Naturalmente nulla sarebbe possibile senza l’aiuto concreto di chi ci sostiene.

Come riuscite a mettere insieme medici provenienti da diverse parti del mondo, con culture e lingue diverse?
Questo è un aspetto che mi piace molto, attualmente si sono uniti colleghi che vengono dalla Russia e dagli Stati Uniti, anche se per lo più siamo medici italiani.

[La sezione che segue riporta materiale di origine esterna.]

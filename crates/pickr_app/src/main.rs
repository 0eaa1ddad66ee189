//! Command-line driver for the photo feed and detail paths.

mod cli;
mod commands;
mod config;

use clap::Parser;

use crate::cli::Cli;
use crate::config::AppConfig;

fn main() -> anyhow::Result<()> {
    let cli = Cli::parse();
    let config = AppConfig::load(cli.config.as_deref())?;
    pickr_logging::initialize(&config.log_settings(cli.verbose));

    let runtime = tokio::runtime::Runtime::new()?;
    runtime.block_on(commands::run(cli.command, &config))
}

Ma sul posto c’è una vera e propria squadra organizzatissima, coadiuvata da Greig Craft e May Anh, che con l’insostituibile supporto di un folto numero di volontari locali aiuta, tra le altre cose, a fare da interprete tra noi e le famiglie durante gli ambulatori o subito dopo un intervento per spiegare come è andata.
Abbiamo avuto la fortuna di incontrare persone fantastiche, pronte ad aiutare e soprattutto capaci di farlo praticamente.

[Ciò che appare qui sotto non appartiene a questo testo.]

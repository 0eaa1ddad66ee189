/// Page number the remote listing operations start at.
pub const FIRST_PAGE: u32 = 1;

/// Page size the remote listing operations use when none is given.
pub const DEFAULT_PER_PAGE: u32 = 30;

/// Which listing to fetch and where in it.
///
/// `page` is 1-based and `per_page` is non-zero. Build requests with
/// [`PaginationRequest::recent`] or [`PaginationRequest::search`]; values
/// written directly into the variants are clamped by the accessors. A request
/// is never mutated; [`PaginationRequest::next_page`] builds the follow-up.
#[derive(Debug, Clone, PartialEq, Eq, Hash)]
pub enum PaginationRequest {
    Recent { page: u32, per_page: u32 },
    Search { query: String, page: u32, per_page: u32 },
}

impl PaginationRequest {
    /// First page of the recent-photos listing with the default page size.
    pub fn recent() -> Self {
        Self::Recent {
            page: FIRST_PAGE,
            per_page: DEFAULT_PER_PAGE,
        }
    }

    /// First page of a text search with the default page size.
    pub fn search(query: impl Into<String>) -> Self {
        Self::Search {
            query: query.into(),
            page: FIRST_PAGE,
            per_page: DEFAULT_PER_PAGE,
        }
    }

    /// Same request with a different page size. Zero is clamped to one.
    pub fn with_per_page(self, per_page: u32) -> Self {
        let per_page = per_page.max(1);
        match self {
            Self::Recent { page, .. } => Self::Recent { page, per_page },
            Self::Search { query, page, .. } => Self::Search {
                query,
                page,
                per_page,
            },
        }
    }

    /// Page to ask for, never below [`FIRST_PAGE`].
    pub fn page(&self) -> u32 {
        match self {
            Self::Recent { page, .. } | Self::Search { page, .. } => (*page).max(FIRST_PAGE),
        }
    }

    /// Page size to ask for, never zero.
    pub fn per_page(&self) -> u32 {
        match self {
            Self::Recent { per_page, .. } | Self::Search { per_page, .. } => (*per_page).max(1),
        }
    }

    /// The same listing, one page further. All other fields are preserved.
    pub fn next_page(&self) -> Self {
        let page = self.page().saturating_add(1);
        let per_page = self.per_page();
        match self {
            Self::Recent { .. } => Self::Recent { page, per_page },
            Self::Search { query, .. } => Self::Search {
                query: query.clone(),
                page,
                per_page,
            },
        }
    }
}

Quanto ha inciso il covid-19 nel vostro lavoro in Vietnam?
Ovviamente con l’avvento della Pandemia anche le nostre missioni sono rimaste sospese, con grosso rammarico nostro e vera e propria disperazione per le famiglie che aspettavano il loro momento… Abbiamo organizzato degli ambulatori “online” e discusso di alcuni casi complessi, ma aspettiamo il momento per poter ripartire.

Avendo vissuto una realtà dove la gente darebbe la vita per ricevere cure mediche, un pensiero sui no vax.
Non credo ci sia bisogno di scomodare gente per cui curarsi è ancora un lusso (non dimentichiamo infatti che in Vietnam la Sanità non è alla portata di tutti, e il posto in Ospedale non è gratuito). Mi basta invece pensare a tutti coloro, tantissimi, che si sono ammalati prima della disponibilità dei vaccini e che non sono sopravvissuti.  Cosa avrebbero dato, loro, per non morire da soli in situazioni così disperate? Non accogliere la possibilità di evitare questo tipo di situazione è un grave affronto alle famiglie di queste persone. Sono molto consapevole del privilegio che abbiamo.

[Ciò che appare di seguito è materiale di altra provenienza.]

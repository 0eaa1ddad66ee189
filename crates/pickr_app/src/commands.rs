use std::sync::Arc;

use anyhow::bail;
use futures_util::StreamExt;
use pickr_core::{FeedState, PhotoDetails};
use pickr_engine::{
    DetailAggregator, DetailCache, FeedController, FeedRepository, PhotoApi, ReqwestPhotoApi,
};
use pickr_logging::pickr_debug;

use crate::cli::Command;
use crate::config::AppConfig;

pub async fn run(command: Command, config: &AppConfig) -> anyhow::Result<()> {
    let api: Arc<dyn PhotoApi> = Arc::new(ReqwestPhotoApi::new(config.client_settings())?);
    let cache = Arc::new(DetailCache::new());
    let repository = FeedRepository::new(api.clone(), cache.clone(), config.retry_policy());
    let controller = Arc::new(FeedController::with_per_page(repository, config.per_page()));

    let mut updates = controller.subscribe();
    let progress = tokio::spawn(async move {
        while updates.changed().await.is_ok() {
            let state = updates.borrow_and_update().clone();
            report_progress(&state);
        }
    });

    let result = match command {
        Command::Recent { pages } => {
            controller.load_recent(false).await;
            browse(&controller, pages).await
        }
        Command::Search { query, pages } => {
            controller.search(query).await;
            browse(&controller, pages).await
        }
        Command::Detail { photo_id, query } => {
            match query {
                Some(query) => controller.search(query).await,
                None => controller.load_recent(false).await,
            }
            show_details(&DetailAggregator::new(api, cache), &photo_id).await
        }
    };

    controller.close();
    progress.abort();
    result
}

/// Scrolls to the end of the feed until `pages` pages are loaded or none remain.
async fn browse(controller: &FeedController, pages: u32) -> anyhow::Result<()> {
    for _ in 1..pages {
        if controller.cursor().is_none() {
            break;
        }
        let loaded = controller.state().photos().len();
        let window = loaded.saturating_sub(12)..loaded;
        controller
            .on_scroll_position_changed(&window.collect::<Vec<_>>())
            .await;
    }

    let state = controller.state();
    if let FeedState::Error { message } = &state {
        bail!("{message}");
    }
    for (index, photo) in state.photos().iter().enumerate() {
        println!("{:>4}  {:<14} {}", index + 1, photo.id(), photo.title());
        println!("      {}", photo.image_url());
    }
    println!("{} photos", state.photos().len());
    Ok(())
}

async fn show_details(aggregator: &DetailAggregator, photo_id: &str) -> anyhow::Result<()> {
    let mut details = aggregator.observe(photo_id);
    while let Some(value) = details.next().await {
        match value {
            None => bail!("photo {photo_id} is not part of the loaded feed"),
            Some(details) => print_details(&details),
        }
    }
    Ok(())
}

fn print_details(details: &PhotoDetails) {
    let photo = &details.photo;
    match (&details.exif, &details.info) {
        (None, None) => {
            println!("{} {}", photo.id(), photo.title());
            println!("  {}", photo.image_url());
        }
        (exif, info) => {
            if let Some(info) = info {
                println!(
                    "  by {} ({}) taken {}, {} views",
                    info.owner.username, info.owner.real_name, info.dates.taken, info.views
                );
                if let Some(location) = &info.owner.location {
                    println!("  location: {location}");
                }
                let tags: Vec<_> = info.tags.tag.iter().map(|tag| tag.raw.as_str()).collect();
                if !tags.is_empty() {
                    println!("  tags: {}", tags.join(", "));
                }
            }
            if let Some(exif) = exif {
                println!("  camera: {}", exif.camera);
                for tag in &exif.exif {
                    let value = tag.clean.as_ref().unwrap_or(&tag.raw);
                    println!("    {:<24} {}", tag.label, value.content);
                }
            }
        }
    }
}

fn report_progress(state: &FeedState) {
    match state {
        FeedState::Loading => pickr_debug!("Loading photos"),
        FeedState::Ready {
            photos,
            is_loading_more: true,
        } => pickr_debug!("{} photos shown, loading more", photos.len()),
        FeedState::Ready { photos, .. } => pickr_debug!("{} photos shown", photos.len()),
        FeedState::Error { message } => pickr_debug!("Feed error: {}", message),
    }
}
//! Call engagement writer.
//!
//! Creates one CRM call engagement per provider call and links it to the
//! matched contact and that contact's company. The writer runs its own
//! duplicate check first, so it is safe to call more than once for the
//! same UUID.
//!
//! Association failures after a successful create are logged and reported
//! on the outcome; they do not undo or fail the create.

use std::sync::Arc;

use anyhow::{anyhow, Context, Result};
use tracing::{info, warn};

use cdr_sync_core::crm::CrmApi;
use cdr_sync_core::models::{CallDirection, CallProperties, Contact};
use cdr_sync_core::notes::{ensure_uuid, CallNote};
use cdr_sync_core::phone;
use cdr_sync_core::status::map_call_status;

use crate::associations::{AssociationPipeline, LinkOutcome};
use crate::error_log::ErrorLog;
use crate::guard::DuplicateGuard;
use crate::resolver::ContactResolver;

/// Inputs for one engagement.
#[derive(Debug, Clone, Default)]
pub struct EngagementParams {
    /// Skip the phone lookup and use this contact.
    pub contact_id: Option<String>,
    pub from_number: String,
    pub to_number: String,
    pub duration_secs: u64,
    /// Empty when the call has no recording link.
    pub recording_url: String,
    /// Provider status text, e.g. `"Cevaplandı"`.
    pub status_text: String,
    pub timestamp_ms: i64,
    pub call_uuid: String,
    /// Caller-supplied notes. A synthesized note is used when absent.
    pub notes: Option<String>,
}

#[derive(Debug, Clone, PartialEq)]
pub struct CreatedEngagement {
    pub call_id: String,
    pub contact_id: Option<String>,
    pub contact_name: Option<String>,
    pub company_id: Option<String>,
    pub company_name: Option<String>,
    pub associations: Vec<LinkOutcome>,
    /// Set when the call was created but linking it failed.
    pub association_error: Option<String>,
}

#[derive(Debug, Clone, PartialEq)]
pub enum EngagementOutcome {
    Created(CreatedEngagement),
    /// An engagement for this UUID already exists; nothing was written.
    Duplicate,
}

impl EngagementOutcome {
    pub fn is_success(&self) -> bool {
        matches!(self, EngagementOutcome::Created(_))
    }

    pub fn call_id(&self) -> Option<&str> {
        match self {
            EngagementOutcome::Created(c) => Some(&c.call_id),
            EngagementOutcome::Duplicate => None,
        }
    }

    pub fn reason(&self) -> Option<&'static str> {
        match self {
            EngagementOutcome::Created(_) => None,
            EngagementOutcome::Duplicate => Some("duplicate"),
        }
    }
}

#[derive(Clone)]
pub struct EngagementWriter {
    crm: Arc<dyn CrmApi>,
    resolver: ContactResolver,
    guard: DuplicateGuard,
    associations: AssociationPipeline,
    source_label: String,
    log: ErrorLog,
}

impl EngagementWriter {
    pub fn new(
        crm: Arc<dyn CrmApi>,
        resolver: ContactResolver,
        guard: DuplicateGuard,
        associations: AssociationPipeline,
        source_label: impl Into<String>,
        log: ErrorLog,
    ) -> Self {
        Self {
            crm,
            resolver,
            guard,
            associations,
            source_label: source_label.into(),
            log,
        }
    }

    /// Create the engagement for `params.call_uuid` unless one exists.
    pub async fn create_engagement(&self, params: &EngagementParams) -> Result<EngagementOutcome> {
        match self.write(params).await {
            Ok(outcome) => Ok(outcome),
            Err(e) => {
                self.log.record(
                    "create_engagement",
                    &e,
                    &[
                        ("call_uuid", params.call_uuid.as_str()),
                        ("to_number", params.to_number.as_str()),
                        ("contact_id", params.contact_id.as_deref().unwrap_or("")),
                    ],
                );
                Err(e)
            }
        }
    }

    /// Replace the notes of the engagement carrying `call_uuid`.
    ///
    /// Returns `false` when no engagement exists or the update failed; the
    /// failure is logged.
    pub async fn update_engagement_notes(&self, call_uuid: &str, notes: &str) -> bool {
        match self.replace_notes(call_uuid, notes).await {
            Ok(updated) => updated,
            Err(e) => {
                self.log
                    .record("update_engagement_notes", &e, &[("call_uuid", call_uuid)]);
                false
            }
        }
    }

    async fn replace_notes(&self, call_uuid: &str, notes: &str) -> Result<bool> {
        let Some(call) = self.guard.find_engagement(call_uuid).await? else {
            warn!(call_uuid, "no engagement to update");
            return Ok(false);
        };
        self.crm
            .update_call_body(&call.id, &ensure_uuid(notes, call_uuid))
            .await
            .with_context(|| format!("failed to update notes of call {}", call.id))?;
        info!(call_uuid, call_id = call.id.as_str(), "engagement notes updated");
        Ok(true)
    }

    async fn write(&self, params: &EngagementParams) -> Result<EngagementOutcome> {
        if self.guard.has_existing_engagement(&params.call_uuid).await {
            info!(call_uuid = params.call_uuid.as_str(), "engagement already exists, skipping");
            return Ok(EngagementOutcome::Duplicate);
        }

        let contact = self.resolve_contact(params).await?;
        let company = match contact.as_ref().and_then(|c| c.company_id.as_deref()) {
            Some(id) => self
                .crm
                .get_company(id)
                .await
                .with_context(|| format!("failed to read company {}", id))?,
            None => None,
        };

        let contact_name = contact
            .as_ref()
            .map(Contact::display_name)
            .filter(|n| !n.is_empty());
        let company_name = company.as_ref().and_then(|c| c.name.clone());
        let counterpart = contact_name.as_deref().unwrap_or(&params.to_number);

        let body = match &params.notes {
            Some(notes) => ensure_uuid(notes, &params.call_uuid),
            None => CallNote {
                source_label: &self.source_label,
                call_uuid: &params.call_uuid,
                from_number: &params.from_number,
                to_number: &params.to_number,
                counterpart,
                company_name: company_name.as_deref(),
                timestamp_ms: params.timestamp_ms,
                duration_secs: params.duration_secs,
                status_text: &params.status_text,
                recording_url: Some(params.recording_url.as_str()),
            }
            .render(),
        };

        let props = CallProperties {
            direction: CallDirection::Inbound,
            duration_secs: params.duration_secs,
            from_number: display_or_raw(&params.from_number),
            to_number: display_or_raw(&params.to_number),
            recording_url: params.recording_url.clone(),
            status: map_call_status(&params.status_text),
            title: format!("Call with {} - {}", counterpart, self.source_label),
            timestamp_ms: params.timestamp_ms,
            body,
        };

        let call_id = self
            .crm
            .create_call(&props)
            .await
            .with_context(|| format!("failed to create call for {}", params.call_uuid))?;
        info!(
            call_uuid = params.call_uuid.as_str(),
            call_id = call_id.as_str(),
            status = props.status.as_str(),
            "call engagement created"
        );

        let contact_id = contact.as_ref().map(|c| c.id.clone());
        let company_id = company.as_ref().map(|c| c.id.clone());

        let (associations, association_error) = match self
            .associations
            .link_call(&call_id, contact_id.as_deref(), company_id.as_deref())
            .await
        {
            Ok(links) => {
                let outcomes = links.all();
                let error = self.report_failed_links(&call_id, &params.call_uuid, &outcomes);
                (outcomes, error)
            }
            Err(e) => {
                warn!(call_id = call_id.as_str(), error = %format!("{:#}", e), "linking call failed");
                self.log.record(
                    "link_call",
                    &e,
                    &[
                        ("call_id", call_id.as_str()),
                        ("call_uuid", params.call_uuid.as_str()),
                    ],
                );
                (Vec::new(), Some(format!("{:#}", e)))
            }
        };

        Ok(EngagementOutcome::Created(CreatedEngagement {
            call_id,
            contact_id,
            contact_name,
            company_id,
            company_name,
            associations,
            association_error,
        }))
    }

    // A batch tier can answer 2xx while marking single pairs as failed.
    fn report_failed_links(
        &self,
        call_id: &str,
        call_uuid: &str,
        outcomes: &[LinkOutcome],
    ) -> Option<String> {
        let failed: Vec<&LinkOutcome> = outcomes.iter().filter(|o| !o.is_success()).collect();
        if failed.is_empty() {
            return None;
        }
        for outcome in &failed {
            warn!(
                call_id,
                to_type = %outcome.to_type,
                to_id = outcome.to_id.as_str(),
                tier = outcome.tier.as_str(),
                "association reported as failed"
            );
            let err = anyhow!(
                "association of call {} with {} {} failed ({} tier)",
                call_id,
                outcome.to_type,
                outcome.to_id,
                outcome.tier.as_str()
            );
            self.log.record(
                "link_call",
                &err,
                &[
                    ("call_id", call_id),
                    ("call_uuid", call_uuid),
                    ("to_id", outcome.to_id.as_str()),
                ],
            );
        }
        let targets: Vec<String> = failed
            .iter()
            .map(|o| format!("{} {}", o.to_type, o.to_id))
            .collect();
        Some(format!("association failed for {}", targets.join(", ")))
    }

    // A supplied id is read directly; otherwise the destination number is
    // looked up and the hit re-read so its company association is present.
    async fn resolve_contact(&self, params: &EngagementParams) -> Result<Option<Contact>> {
        if let Some(id) = &params.contact_id {
            let contact = self
                .crm
                .get_contact(id)
                .await
                .with_context(|| format!("failed to read contact {}", id))?;
            if contact.is_none() {
                warn!(contact_id = id.as_str(), "supplied contact not found");
            }
            return Ok(contact);
        }

        let Some(found) = self.resolver.find_contact_by_phone(&params.to_number).await? else {
            return Ok(None);
        };
        let full = self
            .crm
            .get_contact(&found.id)
            .await
            .with_context(|| format!("failed to read contact {}", found.id))?;
        Ok(Some(full.unwrap_or(found)))
    }
}

fn display_or_raw(raw: &str) -> String {
    phone::normalize(raw)
        .map(|n| n.into_string())
        .unwrap_or_else(|| raw.to_string())
}
//! # cdr-sync core
//!
//! Runtime-free logic shared by the `cdrsync` binary and its tests: call
//! record and CRM data models, phone-number normalization, provider status
//! mapping, note rendering, and the [`crm::CrmApi`] abstraction with an
//! in-memory implementation.
//!
//! This crate contains no tokio, reqwest, or other I/O dependencies. Network
//! clients and the sync engine live in the `cdr-sync` crate.

pub mod crm;
pub mod models;
pub mod notes;
pub mod phone;
pub mod status;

Quanti volontari conta la vostra associazione e come si ramifica sul territorio? Tra i tanti volontari avete anche dei vegliesi in squadra?
L’equipe medica è composta da circa 15 specialisti che si alternano (sette/otto per ogni missione) che vengono da tutta Italia, alcuni ci raggiungono anche da altri stati. Veglie è sempre stata molto presente, con diverse iniziative per raccolta fondi, con i salvadanai dell’Associazione presso alcune attività, con donazioni private da parte di singoli cittadini o di imprese.

A quando la prossima missione?
Sicuramente è ancora presto data la situazione pandemica, ma ce la stiamo mettendo tutta per poter partire in novembre 2022.